What Israel witnessed on Monday – the beginning of testimony against Prime Minister Benjamin Netanyahu in the Jerusalem District Court, while at the same time various parties were testifying before President Reuven Rivlin that Netanyahu should be tasked with forming the next government and standing at its head – was the equivalent of an ant crawling across a watch on one of Dali’s canvases.
Of all history’s great artists, Dali would have done the most justice to Monday’s events in Jerusalem, because the images the nation watched on one split television screen did not seem to fit logically or flow one from the other as one might have expected.

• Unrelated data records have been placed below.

//! Channel session lifecycle
//!
//! A [`ChannelSession`] adapts one [`DataChannel`] for one remote peer into a
//! typed session with an explicit lifecycle:
//!
//! ```text
//! CONNECTING -> OPEN -> CLOSING -> CLOSED
//!      \__________\________\__________ ERROR (side channel, any time before CLOSED)
//! ```
//!
//! The state only moves forward. ERROR is reported to the listener but does not
//! end the session; the primitive's own close event does.

use std::sync::{Arc, Weak};
use std::time::Duration;

use parking_lot::Mutex;
use thiserror::Error;
use tracing::{debug, info, warn};

use peerlink_core::{
    ChannelKind, ChannelState, Envelope, MessageType, OutgoingMessage, ProtocolError, ReadyState,
    SessionConfig, TransferInfo,
};

use crate::channel::{ChannelError, DataChannel};

/// Session errors
#[derive(Debug, Clone, Error)]
pub enum SessionError {
    #[error("transfer {0} already in progress on this channel")]
    TransferInProgress(String),
    #[error(transparent)]
    Channel(#[from] ChannelError),
    #[error(transparent)]
    Protocol(#[from] ProtocolError),
}

/// Result of a send attempt
#[derive(Clone, Copy, Debug, PartialEq, Eq)]
pub enum SendOutcome {
    /// Handed to the primitive
    Sent,
    /// Session was not open; nothing went on the wire
    Dropped,
}

/// Observer for session lifecycle and protocol traffic
pub trait SessionListener: Send + Sync {
    /// Lifecycle notification, `error` is set for [`ChannelState::Error`]
    fn on_state(&self, session: &ChannelSession, state: ChannelState, error: Option<&str>);

    /// Inbound peer text message envelope
    fn on_peer_message(&self, session: &ChannelSession, envelope: Envelope);
}

/// Current state plus the furthest forward lifecycle state reached
struct StateCell {
    current: ChannelState,
    lifecycle: ChannelState,
}

impl StateCell {
    fn new(state: ChannelState) -> Self {
        Self {
            current: state,
            lifecycle: state,
        }
    }

    /// Apply a transition, returning false if it would move backwards
    fn advance(&mut self, next: ChannelState) -> bool {
        if self.lifecycle.is_terminal() {
            return false;
        }
        match next.rank() {
            None => {
                self.current = next;
                true
            }
            Some(rank) if Some(rank) > self.lifecycle.rank() => {
                self.current = next;
                self.lifecycle = next;
                true
            }
            Some(_) => false,
        }
    }
}

/// A typed session over one channel to one peer
pub struct ChannelSession {
    id: String,
    peer_id: String,
    kind: ChannelKind,
    state: Mutex<StateCell>,
    pending_transfer: Mutex<Option<TransferInfo>>,
    channel: Arc<dyn DataChannel>,
    listener: Arc<dyn SessionListener>,
    settle_delay: Duration,
}

impl ChannelSession {
    /// Wrap a channel and start observing it
    ///
    /// The initial state follows the primitive's ready state. A primitive that
    /// is already open is reported OPEN after [`SessionConfig::settle_delay`];
    /// that timer runs on the current tokio runtime, or on a dedicated thread
    /// when called outside one.
    pub fn new(
        peer_id: impl Into<String>,
        channel: Arc<dyn DataChannel>,
        listener: Arc<dyn SessionListener>,
        config: &SessionConfig,
    ) -> Arc<Self> {
        let session = Self::detached(peer_id, channel, listener, config);
        session.attach();
        session
    }

    /// Build the session without wiring handlers or notifying anyone
    pub(crate) fn detached(
        peer_id: impl Into<String>,
        channel: Arc<dyn DataChannel>,
        listener: Arc<dyn SessionListener>,
        config: &SessionConfig,
    ) -> Arc<Self> {
        let id = channel.label().to_string();
        let kind = ChannelKind::from_label(&id);
        let initial = match channel.ready_state() {
            // Reported OPEN only once the settling delay has passed
            ReadyState::Open => ChannelState::Connecting,
            other => ChannelState::from(other),
        };

        Arc::new(Self {
            id,
            peer_id: peer_id.into(),
            kind,
            state: Mutex::new(StateCell::new(initial)),
            pending_transfer: Mutex::new(None),
            channel,
            listener,
            settle_delay: config.settle_delay(),
        })
    }

    /// Register primitive handlers and publish the initial state
    pub(crate) fn attach(self: &Arc<Self>) {
        info!(
            "Channel session started: {} ({:?}) for peer {}",
            self.id, self.kind, self.peer_id
        );

        let weak = Arc::downgrade(self);
        self.channel.on_error(Box::new(move |error: String| {
            if let Some(session) = weak.upgrade() {
                session.handle_error(&error);
            }
        }));

        let weak = Arc::downgrade(self);
        self.channel.on_close(Box::new(move || {
            if let Some(session) = weak.upgrade() {
                session.transition(ChannelState::Closed, None);
            }
        }));

        let weak = Arc::downgrade(self);
        self.channel.on_message(Box::new(move |payload: String| {
            if let Some(session) = weak.upgrade() {
                session.handle_payload(&payload);
            }
        }));

        let ready = self.channel.ready_state();
        if ready == ReadyState::Open {
            self.schedule_settled_open();
        } else {
            let weak = Arc::downgrade(self);
            self.channel.on_open(Box::new(move || {
                if let Some(session) = weak.upgrade() {
                    session.transition(ChannelState::Open, None);
                }
            }));
            self.listener.on_state(self, ChannelState::from(ready), None);
        }
    }

    fn schedule_settled_open(self: &Arc<Self>) {
        let weak = Arc::downgrade(self);
        let delay = self.settle_delay;
        debug!("Channel {} already open, settling for {:?}", self.id, delay);

        match tokio::runtime::Handle::try_current() {
            Ok(handle) => {
                handle.spawn(async move {
                    tokio::time::sleep(delay).await;
                    settle(weak);
                });
            }
            Err(_) => {
                debug!("No tokio runtime, settling channel {} on a thread", self.id);
                std::thread::spawn(move || {
                    std::thread::sleep(delay);
                    settle(weak);
                });
            }
        }
    }

    /// Channel label
    pub fn id(&self) -> &str {
        &self.id
    }

    pub fn peer_id(&self) -> &str {
        &self.peer_id
    }

    pub fn kind(&self) -> ChannelKind {
        self.kind
    }

    pub fn state(&self) -> ChannelState {
        self.state.lock().current
    }

    /// Ready state of the underlying primitive
    pub fn ready_state(&self) -> ReadyState {
        self.channel.ready_state()
    }

    /// Whether the lifecycle has reached OPEN and not yet started closing
    ///
    /// An ERROR notification does not change this; only the close event does.
    pub fn is_open(&self) -> bool {
        self.state.lock().lifecycle == ChannelState::Open
    }

    /// Send a message if the session is open
    ///
    /// Sends on a session that is not open are dropped and logged, not failed.
    pub fn send(&self, message: impl Into<OutgoingMessage>) -> Result<SendOutcome, SessionError> {
        let lifecycle = self.state.lock().lifecycle;
        if lifecycle != ChannelState::Open {
            warn!(
                "Dropping send on channel {} to {}: state is {}",
                self.id, self.peer_id, lifecycle
            );
            return Ok(SendOutcome::Dropped);
        }

        let payload = message.into().encode()?;
        self.channel.send(&payload)?;
        Ok(SendOutcome::Sent)
    }

    /// Close the channel
    ///
    /// Listeners see CLOSING immediately and CLOSED once the primitive closes.
    /// Calling this on a closing or closed session does nothing.
    pub fn disconnect(&self) {
        {
            let mut cell = self.state.lock();
            if matches!(cell.lifecycle, ChannelState::Closing | ChannelState::Closed) {
                debug!(
                    "Dropping disconnect on channel {} to {}: already {}",
                    self.id, self.peer_id, cell.lifecycle
                );
                return;
            }
            cell.advance(ChannelState::Closing);
        }

        info!("Closing channel {} to {}", self.id, self.peer_id);
        self.listener.on_state(self, ChannelState::Closing, None);

        if let Err(e) = self.channel.close() {
            warn!("Channel {} close failed: {}", self.id, e);
        }
    }

    /// Claim the transfer slot for this channel
    pub fn begin_transfer(&self, transfer: TransferInfo) -> Result<(), SessionError> {
        let mut slot = self.pending_transfer.lock();
        if let Some(current) = slot.as_ref() {
            return Err(SessionError::TransferInProgress(current.transfer_id.clone()));
        }
        debug!("Transfer {} started on {}", transfer.transfer_id, self.id);
        *slot = Some(transfer);
        Ok(())
    }

    /// Release the transfer slot
    pub fn finish_transfer(&self) -> Option<TransferInfo> {
        self.pending_transfer.lock().take()
    }

    pub fn pending_transfer(&self) -> Option<TransferInfo> {
        self.pending_transfer.lock().clone()
    }

    fn transition(&self, next: ChannelState, error: Option<&str>) {
        let accepted = self.state.lock().advance(next);
        if !accepted {
            debug!("Channel {} ignoring late {} transition", self.id, next);
            return;
        }

        debug!("Channel {} to {} is now {}", self.id, self.peer_id, next);
        self.listener.on_state(self, next, error);
    }

    fn handle_error(&self, error: &str) {
        warn!("Channel {} to {} reported error: {}", self.id, self.peer_id, error);
        self.transition(ChannelState::Error, Some(error));
    }

    fn handle_payload(&self, payload: &str) {
        let envelope = match Envelope::from_json(payload) {
            Ok(envelope) => envelope,
            Err(e) => {
                debug!("Discarding malformed payload on {}: {}", self.id, e);
                return;
            }
        };

        match envelope.kind {
            MessageType::Message => self.listener.on_peer_message(self, envelope),
            MessageType::Other(ref tag) => {
                debug!("Ignoring envelope type {:?} on {}", tag, self.id);
            }
        }
    }
}

fn settle(session: Weak<ChannelSession>) {
    if let Some(session) = session.upgrade() {
        session.transition(ChannelState::Open, None);
    }
}

impl std::fmt::Debug for ChannelSession {
    fn fmt(&self, f: &mut std::fmt::Formatter<'_>) -> std::fmt::Result {
        f.debug_struct("ChannelSession")
            .field("id", &self.id)
            .field("peer_id", &self.peer_id)
            .field("kind", &self.kind)
            .field("state", &self.state())
            .finish()
    }
}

Yet here we are: Israeli politics as a surrealistic painting.
Netanyahu is not the first public figure to go on trial in Israel in recent memory.
Within the space of just over a decade, Israel followed with bated breath the trials of former president Moshe Katsav, former prime minister Ehud Olmert and former chief rabbi Yona Metzger – all of whom ended up going to prison. It is nothing new for this country to see its most celebrated figures as defendants in court.
But “former” is the operative word in the cases involving Katsav, Olmert and Metzger. They were all “former” officials of the highest rank, well out of office when their trials began.
In Netanyahu’s case, however, not only is he still in office, but at the same time that former Walla CEO Ilan Yeshua began to testify against the prime minister, Rivlin was hearing arguments from various parties as to why Netanyahu should be tasked yet again with forming a government, ensuring that he will remain in office.
When Katsav, Olmert and Metzger showed up in court, it was clear that their public careers were behind them. Not so for Netanyahu.
This is one reason why in addition to the adjectives “sad” and “proud” that were routinely trotted out in the past to describe the day when one of the country leaders appeared in court – “sad” because a leader of the country was accused of a crime; “proud” because it showed that in Israel’s democracy no one was above the law – this time, another adjective can be thrown into the mix: bizarre.
Bizarre because the defendant is not only still prime minister, but the country has not turned him out of office over the last four elections even though it knew very well what the charges against him were. Bizarre because he may very well continue in that position. This either reveals a nation enthralled by its leader or one that does not trust its judicial system. Or both.
One of the most striking features of Yeshua’s testimony against Netanyahu was the degree to which the actors being discussed are still very much central players in this country’s political dramas and all are interconnected and interacting with one another.
Yeshua testified that in 2013 he received instructions from the Netanyahu family to run stories critical of Naftali Bennett and Ayalet Shaked, then the leaders of the Bayit Yehudi Party, in order to smear them and their families and bring them down a peg prior to that year’s elections.
That, of course, would be the same Bennett and Shaked, now the leaders of the Yamina Party, which Netanyahu is currently courting furiously so that he can form a government and – maybe, just maybe – avert a continuation of his trial.
That is more ironic than surrealistic, though, in all great works of surrealism, there is often more than just a touch of irony.